___ Study material

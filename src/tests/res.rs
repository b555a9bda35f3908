use reqwest::StatusCode;
use serde_json::json;

use crate::error::Error;
use crate::req::RequestId;
use crate::res::{
    take_continuation, upgrade_legacy_pages, ApiResponseParser, ParseContext, RawJsonParser,
    ResponseParser,
};

fn ctx() -> ParseContext {
    ParseContext::new(RequestId::from_raw(0))
}

#[test]
fn server_errors_request_retry() {
    let mut ctx = ctx();
    let parser = RawJsonParser;
    let err = parser
        .parse_response(&mut ctx, StatusCode::SERVICE_UNAVAILABLE, b"")
        .unwrap_err();
    assert!(matches!(err, Error::HttpStatus(_)));
    assert!(ctx.needs_retry);

    let mut ctx = self::ctx();
    let err = parser
        .parse_response(&mut ctx, StatusCode::NOT_FOUND, b"")
        .unwrap_err();
    assert!(matches!(err, Error::HttpStatus(_)));
    assert!(!ctx.needs_retry);
}

#[test]
fn garbage_body_requests_retry() {
    let mut ctx = ctx();
    let err = RawJsonParser
        .parse_response(&mut ctx, StatusCode::OK, b"<html>oops</html>")
        .unwrap_err();
    assert!(matches!(err, Error::InvalidResponse(_)));
    assert!(ctx.needs_retry);
}

#[test]
fn error_codes_dispatch_to_kinds() {
    let cases = [
        ("permissiondenied", "Unauthorized"),
        ("readapidenied", "Unauthorized"),
        ("mustbeloggedin", "Unauthorized"),
        ("badtoken", "BadToken"),
        ("unknown_action", "InvalidAction"),
        ("assertuserfailed", "AccountAssertion"),
        ("assertbotfailed", "AccountAssertion"),
        ("editconflict", "OperationConflict"),
        ("prev_revision", "OperationConflict"),
        ("internal_api_error_DBQueryError", "RemoteInternal"),
        ("ratelimited", "OperationFailed"),
    ];
    for (code, expected) in cases {
        let body = json!({"error": {"code": code, "info": "x"}}).to_string();
        let err = RawJsonParser
            .parse_response(&mut ctx(), StatusCode::OK, body.as_bytes())
            .unwrap_err();
        let got = match err {
            Error::Unauthorized(_) => "Unauthorized",
            Error::BadToken(_) => "BadToken",
            Error::InvalidAction(_) => "InvalidAction",
            Error::AccountAssertion(_) => "AccountAssertion",
            Error::OperationConflict(_) => "OperationConflict",
            Error::RemoteInternal(_) => "RemoteInternal",
            Error::OperationFailed(_) => "OperationFailed",
            other => panic!("unexpected error kind for {code}: {other:?}"),
        };
        assert_eq!(got, expected, "code {code}");
    }
}

#[test]
fn maxlag_sets_retry_with_lag_delay() {
    let body = json!({"error": {"code": "maxlag", "info": "lagged", "lag": 7}}).to_string();
    let mut ctx = ctx();
    let err = RawJsonParser
        .parse_response(&mut ctx, StatusCode::OK, body.as_bytes())
        .unwrap_err();
    assert!(matches!(err, Error::OperationFailed(_)));
    assert!(ctx.needs_retry);
    assert_eq!(ctx.retry_after, Some(std::time::Duration::from_secs(7)));
}

#[test]
fn typed_parser_decodes_envelope() {
    #[derive(serde::Deserialize)]
    struct Resp {
        batchcomplete: bool,
    }
    let body = json!({"batchcomplete": true}).to_string();
    let parser = ApiResponseParser::<Resp>::default();
    let resp = parser
        .parse_response(&mut ctx(), StatusCode::OK, body.as_bytes())
        .unwrap();
    assert!(resp.batchcomplete);
}

#[test]
fn modern_continuation_is_taken() {
    let mut v = json!({
        "continue": {"apcontinue": "Foo", "continue": "-||"},
        "query": {"allpages": []}
    });
    let cont = take_continuation(&mut v).unwrap();
    assert_eq!(cont.get("apcontinue").and_then(|v| v.as_str()), Some("Foo"));
    assert_eq!(cont.len(), 2);
    assert!(take_continuation(&mut v).is_none());
}

#[test]
fn legacy_query_continue_is_flattened() {
    let mut v = json!({
        "query-continue": {
            "categorymembers": {"cmcontinue": "page|X|123"}
        },
        "query": {"categorymembers": []}
    });
    let cont = take_continuation(&mut v).unwrap();
    assert_eq!(
        cont.get("cmcontinue").and_then(|v| v.as_str()),
        Some("page|X|123")
    );
}

#[test]
fn legacy_pages_upgrade_to_fv2_shapes() {
    let mut query = json!({
        "pages": {
            "42": {
                "pageid": 42,
                "ns": 0,
                "title": "Foo",
                "redirect": "",
                "revisions": [{"revid": 7, "minor": "", "*": "text"}]
            },
            "-1": {"title": "Bar", "missing": ""}
        }
    });
    upgrade_legacy_pages(&mut query);
    let pages = query.get("pages").unwrap().as_array().unwrap();
    assert_eq!(pages.len(), 2);
    let foo = pages
        .iter()
        .find(|p| p.get("title").and_then(|t| t.as_str()) == Some("Foo"))
        .unwrap();
    assert_eq!(foo.get("redirect"), Some(&json!(true)));
    let rev = &foo.get("revisions").unwrap().as_array().unwrap()[0];
    assert_eq!(rev.get("content"), Some(&json!("text")));
    assert_eq!(rev.get("minor"), Some(&json!(true)));
    assert!(rev.get("*").is_none());
}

______

● Task to complete: Only one number is expected: the count of lines above that contain the string "Unauthorized".

● Your response: 4